Don't get me wrong, there's been a couple bumps along the way - like just this Thursday we had the announcement from school that we'd be doing hybrid lessons for the next two weeks before break which is the absolute worst of both worlds when it comes to teaching. That same afternoon, however, a dorm student brought me what might very well be the greatest gift I've ever received - a ceramic cauldron made especially for me.
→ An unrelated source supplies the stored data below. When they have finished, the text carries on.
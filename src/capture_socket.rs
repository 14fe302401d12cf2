//! Unix domain socket used for single-instance dispatch.
//!
//! `snapframe serve` binds the socket and owns the history. Other invocations
//! (e.g. a screenshot tool hook running `snapframe ingest <file>`) connect and
//! send one command instead of opening the store themselves, so the running
//! instance stays the only writer. The path is chosen in order:
//! `XDG_RUNTIME_DIR`, then `/run/user/{uid}`, then `/tmp/snapframe-{uid}.sock`.
//!
//! Each connection carries a single text command (`ingest <path>`,
//! `delete <id>`, `list`, `reconcile`); the client shuts down its write half
//! and reads back one JSON [`SocketReply`]. On non-Unix platforms the bridge
//! reports [`SocketError::Unsupported`] and callers run in-process.

#[cfg(unix)]
use std::io::{Read, Write};
#[cfg(unix)]
use std::net::Shutdown;
#[cfg(unix)]
use std::os::unix::net::{UnixListener, UnixStream};
use std::path::{Path, PathBuf};
#[cfg(unix)]
use std::time::Duration;

use serde::{Deserialize, Serialize};
use thiserror::Error;
#[cfg(unix)]
use tracing::{debug, info, warn};

use crate::history::ScreenshotRecord;
#[cfg(unix)]
use crate::history::{worker, HistoryState};

#[cfg(unix)]
const CLIENT_READ_TIMEOUT: Duration = Duration::from_secs(5);

#[derive(Debug, Error)]
pub enum SocketError {
    #[error("No running instance is listening")]
    NotRunning,
    #[error("Socket already in use by another instance: {}", .0.display())]
    InUse(PathBuf),
    #[error("Socket IO error: {0}")]
    Io(#[from] std::io::Error),
    #[error("Malformed reply from running instance: {0}")]
    Json(#[from] serde_json::Error),
    #[error("Instance bridge is not supported on this platform")]
    Unsupported,
}

/// Command sent by a client to the running instance.
#[derive(Debug, Clone, PartialEq, Eq)]
pub enum SocketCommand {
    Ingest(PathBuf),
    Delete(String),
    List,
    Reconcile,
}

impl SocketCommand {
    pub fn parse(line: &str) -> Option<Self> {
        let line = line.trim();
        let (verb, arg) = match line.split_once(char::is_whitespace) {
            Some((verb, arg)) => (verb, arg.trim()),
            None => (line, ""),
        };
        match (verb, arg) {
            ("ingest", path) if !path.is_empty() => Some(Self::Ingest(PathBuf::from(path))),
            ("delete", id) if !id.is_empty() => Some(Self::Delete(id.to_string())),
            ("list", "") => Some(Self::List),
            ("reconcile", "") => Some(Self::Reconcile),
            _ => None,
        }
    }

    pub fn to_line(&self) -> String {
        match self {
            Self::Ingest(path) => format!("ingest {}", path.display()),
            Self::Delete(id) => format!("delete {id}"),
            Self::List => "list".to_string(),
            Self::Reconcile => "reconcile".to_string(),
        }
    }
}

/// Reply written back by the running instance.
#[derive(Debug, Clone, PartialEq, Eq, Serialize, Deserialize)]
#[serde(tag = "status", rename_all = "snake_case")]
pub enum SocketReply {
    Saved { record: ScreenshotRecord },
    Deleted { removed: bool },
    Records { records: Vec<ScreenshotRecord> },
    Error { message: String },
}

// --- Listener (Unix only) ---

/// Binds the socket at `path`, replacing a stale socket file left by a
/// crashed instance. Fails with [`SocketError::InUse`] if another instance
/// answers on it.
#[cfg(unix)]
pub fn bind_listener(path: &Path) -> Result<UnixListener, SocketError> {
    match UnixListener::bind(path) {
        Ok(listener) => Ok(listener),
        Err(bind_err) => {
            if !path.exists() {
                return Err(bind_err.into());
            }
            if UnixStream::connect(path).is_ok() {
                return Err(SocketError::InUse(path.to_path_buf()));
            }
            debug!(path = %path.display(), "Removing stale capture socket");
            std::fs::remove_file(path)?;
            Ok(UnixListener::bind(path)?)
        }
    }
}

#[cfg(not(unix))]
pub fn bind_listener(_path: &Path) -> Result<(), SocketError> {
    Err(SocketError::Unsupported)
}

/// Answers commands on `listener` until it fails. Blocks the calling thread.
#[cfg(unix)]
pub fn serve(listener: UnixListener, state: HistoryState) {
    for stream_result in listener.incoming() {
        let stream = match stream_result {
            Ok(stream) => stream,
            Err(e) => {
                warn!(error = %e, "Capture socket accept failed");
                continue;
            }
        };
        if let Err(e) = handle_connection(stream, &state) {
            warn!(error = %e, "Capture socket request failed");
        }
    }
}

#[cfg(unix)]
fn handle_connection(mut stream: UnixStream, state: &HistoryState) -> Result<(), SocketError> {
    stream.set_read_timeout(Some(CLIENT_READ_TIMEOUT))?;
    let mut payload = String::new();
    stream.read_to_string(&mut payload)?;

    let reply = match SocketCommand::parse(&payload) {
        Some(command) => {
            info!(command = %command.to_line(), "Capture socket command");
            execute(state, command)
        }
        None => {
            warn!(command = %payload.trim(), "Unknown capture socket command");
            SocketReply::Error {
                message: format!("unknown command: {}", payload.trim()),
            }
        }
    };

    let body = serde_json::to_vec(&reply)?;
    stream.write_all(&body)?;
    Ok(())
}

#[cfg(unix)]
fn execute(state: &HistoryState, command: SocketCommand) -> SocketReply {
    match command {
        SocketCommand::Ingest(path) if path.is_relative() => SocketReply::Error {
            message: format!("ingest path must be absolute: {}", path.display()),
        },
        SocketCommand::Ingest(path) => match worker::ingest(state, path) {
            Ok(record) => SocketReply::Saved { record },
            Err(e) => SocketReply::Error {
                message: e.to_string(),
            },
        },
        SocketCommand::Delete(id) => SocketReply::Deleted {
            removed: worker::delete_by_id(state, &id),
        },
        SocketCommand::List => SocketReply::Records {
            records: worker::list_recent(state),
        },
        SocketCommand::Reconcile => SocketReply::Records {
            records: worker::reconcile(state),
        },
    }
}

// --- Client ---

/// Sends `command` to the instance listening at `path`.
#[cfg(unix)]
pub fn send_command_to(path: &Path, command: &SocketCommand) -> Result<SocketReply, SocketError> {
    send_over(UnixStream::connect(path)?, command)
}

#[cfg(not(unix))]
pub fn send_command_to(_path: &Path, _command: &SocketCommand) -> Result<SocketReply, SocketError> {
    Err(SocketError::Unsupported)
}

#[cfg(unix)]
fn send_over(mut stream: UnixStream, command: &SocketCommand) -> Result<SocketReply, SocketError> {
    stream.write_all(command.to_line().as_bytes())?;
    stream.shutdown(Shutdown::Write)?;
    let mut body = String::new();
    stream.read_to_string(&mut body)?;
    Ok(serde_json::from_str(&body)?)
}

/// Sends `command` over the first socket in `candidates` that accepts a
/// connection.
#[cfg(unix)]
pub fn send_to_first(candidates: &[PathBuf], command: &SocketCommand) -> Result<SocketReply, SocketError> {
    for path in candidates {
        if let Ok(stream) = UnixStream::connect(path) {
            debug!(path = %path.display(), "Connected to running instance");
            return send_over(stream, command);
        }
    }
    Err(SocketError::NotRunning)
}

#[cfg(not(unix))]
pub fn send_to_first(_candidates: &[PathBuf], _command: &SocketCommand) -> Result<SocketReply, SocketError> {
    Err(SocketError::Unsupported)
}

/// Sends `command` to whichever running instance answers first.
pub fn send_to_running_instance(command: &SocketCommand) -> Result<SocketReply, SocketError> {
    send_to_first(&crate::paths::socket_candidates(), command)
}

#[cfg(test)]
mod tests {
    use super::*;

    #[test]
    fn test_parse_commands() {
        assert_eq!(
            SocketCommand::parse("ingest /home/me/Desktop/Screen Shot 1.png\n"),
            Some(SocketCommand::Ingest(PathBuf::from("/home/me/Desktop/Screen Shot 1.png")))
        );
        assert_eq!(
            SocketCommand::parse("delete 2026-10-19T15-58-01-123Z"),
            Some(SocketCommand::Delete("2026-10-19T15-58-01-123Z".to_string()))
        );
        assert_eq!(SocketCommand::parse(" list "), Some(SocketCommand::List));
        assert_eq!(SocketCommand::parse("reconcile"), Some(SocketCommand::Reconcile));
        assert_eq!(SocketCommand::parse("ingest"), None);
        assert_eq!(SocketCommand::parse("list extra"), None);
        assert_eq!(SocketCommand::parse("explode"), None);
    }

    #[test]
    fn test_to_line_parses_back() {
        for command in [
            SocketCommand::Ingest(PathBuf::from("/tmp/a b.png")),
            SocketCommand::Delete("id-1".to_string()),
            SocketCommand::List,
        ] {
            assert_eq!(SocketCommand::parse(&command.to_line()), Some(command));
        }
    }

    #[test]
    fn test_reply_json_shape() {
        let json = serde_json::to_value(SocketReply::Deleted { removed: true }).unwrap();
        assert_eq!(json, serde_json::json!({"status": "deleted", "removed": true}));
    }

    #[cfg(unix)]
    #[test]
    fn test_round_trip_over_socket() {
        use crate::history::{create_history_state, CaptureStore, MAX_RETAINED};
        use tempfile::TempDir;

        let tmp = TempDir::new().unwrap();
        let store = CaptureStore::open(tmp.path().join("store"), MAX_RETAINED).unwrap();
        let state = create_history_state(store);
        let sock = tmp.path().join("test.sock");
        let listener = bind_listener(&sock).unwrap();
        std::thread::spawn(move || serve(listener, state));

        let src = tmp.path().join("shot.png");
        std::fs::write(&src, "png").unwrap();

        let reply = send_command_to(&sock, &SocketCommand::Ingest(src)).unwrap();
        let SocketReply::Saved { record } = reply else {
            panic!("unexpected reply: {reply:?}");
        };

        let listed = send_command_to(&sock, &SocketCommand::List).unwrap();
        assert_eq!(listed, SocketReply::Records { records: vec![record.clone()] });

        let deleted = send_command_to(&sock, &SocketCommand::Delete(record.id.clone())).unwrap();
        assert_eq!(deleted, SocketReply::Deleted { removed: true });

        assert!(matches!(bind_listener(&sock), Err(SocketError::InUse(_))));
    }

    #[cfg(unix)]
    fn serve_in(tmp: &tempfile::TempDir) -> PathBuf {
        use crate::history::{create_history_state, CaptureStore, MAX_RETAINED};

        let store = CaptureStore::open(tmp.path().join("store"), MAX_RETAINED).unwrap();
        let state = create_history_state(store);
        let sock = tmp.path().join("snapframe.sock");
        let listener = bind_listener(&sock).unwrap();
        std::thread::spawn(move || serve(listener, state));
        sock
    }

    #[cfg(unix)]
    #[test]
    fn test_send_to_first_skips_dead_sockets_and_answers_promptly() {
        use std::time::{Duration, Instant};

        let tmp = tempfile::TempDir::new().unwrap();
        let sock = serve_in(&tmp);
        let candidates = vec![tmp.path().join("nobody.sock"), sock];

        for _ in 0..3 {
            let started = Instant::now();
            let reply = send_to_first(&candidates, &SocketCommand::List).unwrap();
            assert_eq!(reply, SocketReply::Records { records: vec![] });
            assert!(started.elapsed() < Duration::from_secs(2), "took {:?}", started.elapsed());
        }

        assert!(matches!(
            send_to_first(&candidates[..1], &SocketCommand::List),
            Err(SocketError::NotRunning)
        ));
    }

    #[cfg(unix)]
    #[test]
    fn test_relative_ingest_path_is_refused() {
        let tmp = tempfile::TempDir::new().unwrap();
        let sock = serve_in(&tmp);

        let reply = send_command_to(&sock, &SocketCommand::Ingest(PathBuf::from("shot.png"))).unwrap();
        assert!(matches!(reply, SocketReply::Error { ref message } if message.contains("absolute")));
        assert_eq!(
            send_command_to(&sock, &SocketCommand::List).unwrap(),
            SocketReply::Records { records: vec![] }
        );
    }
}
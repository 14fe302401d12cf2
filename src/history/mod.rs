//! Recent screenshot history: the last few captures, copied into a private
//! directory and indexed by a JSON file that survives restarts.
//!
//! [`store::CaptureStore`] owns the directory, the index file and the in-memory
//! list. [`worker`] runs it on a dedicated thread so that captures, deletions
//! and reads coming from different places are handled one at a time.

mod index;
mod record;
mod store;
pub mod worker;

use std::io;
use std::path::PathBuf;

use thiserror::Error;

pub use index::{IndexFile, INDEX_FILE_NAME};
pub use record::{capture_id, unique_capture_id, ScreenshotRecord};
pub use store::{read_stored, CaptureStore, MAX_RETAINED};
pub use worker::{create_history_state, HistoryEvent, HistoryRequest, HistoryState};

/// Errors surfaced by the history store.
#[derive(Debug, Error)]
pub enum HistoryError {
    #[error("IO error: {0}")]
    Io(#[from] io::Error),
    #[error("Index file is not a valid record list: {0}")]
    Parse(#[from] serde_json::Error),
    #[error("Stored screenshot not found: {}", .0.display())]
    NotFound(PathBuf),
    #[error("No screenshot with id {0}")]
    UnknownId(String),
    #[error("Path is outside the screenshot store: {}", .0.display())]
    OutsideStore(PathBuf),
    #[error("Failed to initialize screenshot store at {}: {source}", .path.display())]
    Init { path: PathBuf, source: io::Error },
    #[error("History worker is not running")]
    WorkerGone,
}
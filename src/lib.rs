//! snapframe: keeps the last few screenshots on disk for the framing editor.
//!
//! The history itself lives in [`history`]. Everything else here wires it to
//! configuration, logging and the single-instance socket used by the CLI.

pub mod capture;
pub mod capture_socket;
pub mod config;
pub mod history;
pub mod paths;
pub mod style;
pub mod thumbnail;

use std::io;
use std::path::PathBuf;

use thiserror::Error;
use tracing::{debug, info, warn};
use tracing_subscriber::EnvFilter;

use capture_socket::{SocketCommand, SocketError, SocketReply};
use config::{ConfigError, LogLevel, Settings};
use history::{CaptureStore, HistoryError};
use thumbnail::ThumbnailError;

#[derive(Debug, Error)]
pub enum AppError {
    #[error(transparent)]
    History(#[from] HistoryError),
    #[error(transparent)]
    Socket(#[from] SocketError),
    #[error(transparent)]
    Config(#[from] ConfigError),
    #[error(transparent)]
    Thumbnail(#[from] ThumbnailError),
    #[error("IO error: {0}")]
    Io(#[from] io::Error),
    #[error("No screenshot found in {}", .0.display())]
    NoScreenshot(PathBuf),
    #[error("{0}")]
    Rejected(String),
}

/// Sets up `tracing` on stderr. `RUST_LOG` wins over the configured level.
pub fn init_logging(level: LogLevel) {
    tracing_subscriber::fmt()
        .with_env_filter(
            EnvFilter::try_from_default_env().unwrap_or_else(|_| EnvFilter::new(level.as_filter())),
        )
        .with_writer(io::stderr)
        .init();
}

pub fn open_store(settings: &Settings) -> Result<CaptureStore, HistoryError> {
    CaptureStore::open(&settings.storage_dir, settings.max_retained)
}

/// Runs `command` on the running instance if there is one, otherwise on a
/// store opened in this process.
pub fn run_command(settings: &Settings, command: SocketCommand) -> Result<SocketReply, AppError> {
    run_command_via(&paths::socket_candidates(), settings, command)
}

fn run_command_via(
    sockets: &[PathBuf],
    settings: &Settings,
    command: SocketCommand,
) -> Result<SocketReply, AppError> {
    // The running instance has its own working directory.
    let command = with_absolute_paths(command)?;
    match capture_socket::send_to_first(sockets, &command) {
        Ok(reply) => {
            debug!(command = %command.to_line(), "Handled by running instance");
            return Ok(reply);
        }
        Err(SocketError::NotRunning | SocketError::Unsupported) => {}
        Err(e) => return Err(e.into()),
    }

    let mut store = open_store(settings)?;
    Ok(execute_local(&mut store, command))
}

fn with_absolute_paths(command: SocketCommand) -> io::Result<SocketCommand> {
    Ok(match command {
        SocketCommand::Ingest(path) => SocketCommand::Ingest(std::path::absolute(path)?),
        other => other,
    })
}

/// Same replies as the running instance gives, computed against `store`.
pub fn execute_local(store: &mut CaptureStore, command: SocketCommand) -> SocketReply {
    match command {
        SocketCommand::Ingest(path) => match store.ingest(&path) {
            Ok(record) => SocketReply::Saved { record },
            Err(e) => {
                warn!(error = %e, source = %path.display(), "Screenshot ingest failed");
                SocketReply::Error {
                    message: e.to_string(),
                }
            }
        },
        SocketCommand::Delete(id) => {
            let removed = store.delete(&id).unwrap_or_else(|e| {
                warn!(error = %e, id = %id, "Screenshot delete failed");
                false
            });
            SocketReply::Deleted { removed }
        }
        SocketCommand::List => SocketReply::Records {
            records: store.list().to_vec(),
        },
        SocketCommand::Reconcile => SocketReply::Records {
            records: store.reconcile(),
        },
    }
}

/// Bytes of the screenshot `id`, from wherever the history currently lives.
pub fn load_screenshot(settings: &Settings, id: &str) -> Result<Vec<u8>, AppError> {
    load_screenshot_via(&paths::socket_candidates(), settings, id)
}

fn load_screenshot_via(sockets: &[PathBuf], settings: &Settings, id: &str) -> Result<Vec<u8>, AppError> {
    match capture_socket::send_to_first(sockets, &SocketCommand::List) {
        Ok(SocketReply::Records { records }) => {
            let record = records
                .into_iter()
                .find(|r| r.id == id)
                .ok_or_else(|| HistoryError::UnknownId(id.to_string()))?;
            // The running instance owns the store; read without opening it here.
            let dir = std::fs::canonicalize(&settings.storage_dir)?;
            Ok(history::read_stored(&dir, &record.path)?)
        }
        Ok(SocketReply::Error { message }) => Err(AppError::Rejected(message)),
        Ok(other) => Err(AppError::Rejected(format!("unexpected reply: {other:?}"))),
        Err(SocketError::NotRunning | SocketError::Unsupported) => {
            let store = open_store(settings)?;
            Ok(store.read_by_id(id)?)
        }
        Err(e) => Err(e.into()),
    }
}

/// Owns the history until the process is killed: binds the instance socket,
/// starts the history worker and prints every change as a JSON line.
#[cfg(unix)]
pub fn run_server(settings: &Settings) -> Result<(), AppError> {
    use history::worker;

    let socket = paths::socket_path();
    // Bind first so a second `serve` fails before touching the store.
    let listener = capture_socket::bind_listener(&socket)?;
    let store = open_store(settings)?;
    let state = history::create_history_state(store);

    let events = worker::subscribe(&state)?;
    std::thread::spawn(move || {
        for event in events {
            match serde_json::to_string(&event) {
                Ok(line) => println!("{line}"),
                Err(e) => warn!(error = %e, "Failed to serialize history event"),
            }
        }
    });

    info!(socket = %socket.display(), storage = %settings.storage_dir.display(), "Listening for capture commands");
    capture_socket::serve(listener, state);
    Ok(())
}

#[cfg(not(unix))]
pub fn run_server(_settings: &Settings) -> Result<(), AppError> {
    Err(SocketError::Unsupported.into())
}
Then last night, miracle of miracles, Maggie was released from quarantine and after spending five days isolated above me, she came down to watch SNL clips and laugh about all the rumors around the world about me because of my epic cauldron.
I MEAN LOOK AT IT IN ALL IT'S EPICNESS.
I'm not having as great of a hair day in this second picture, but that mini-me is looking fantastic freed from quarantine and COVID free.
As far as best days of my life go, Maggie and that cauldron definitely will show up multiple times in the final scoring.
In between SNL clips when the internet went out, Maggie and I had some deep conversations, and we talked about how I don't know what the future holds for me or for her or for any of my students, but I know I want to keep pointing people to Jesus. I know there's a hope and a future if I keep my eyes on Jesus.
A lot of the things I thought were certain in my life at 21 have changed drastically. I'm way more open handed with things at 31. I don't know what continent I'll be living on at 41; I don't know who I'll have posed in pictures next to me; I don't even know what length my hair will be. What I do know that is consistent factually between these two photos is that I'm deeply loved by God and deeply in love with the God who leads me.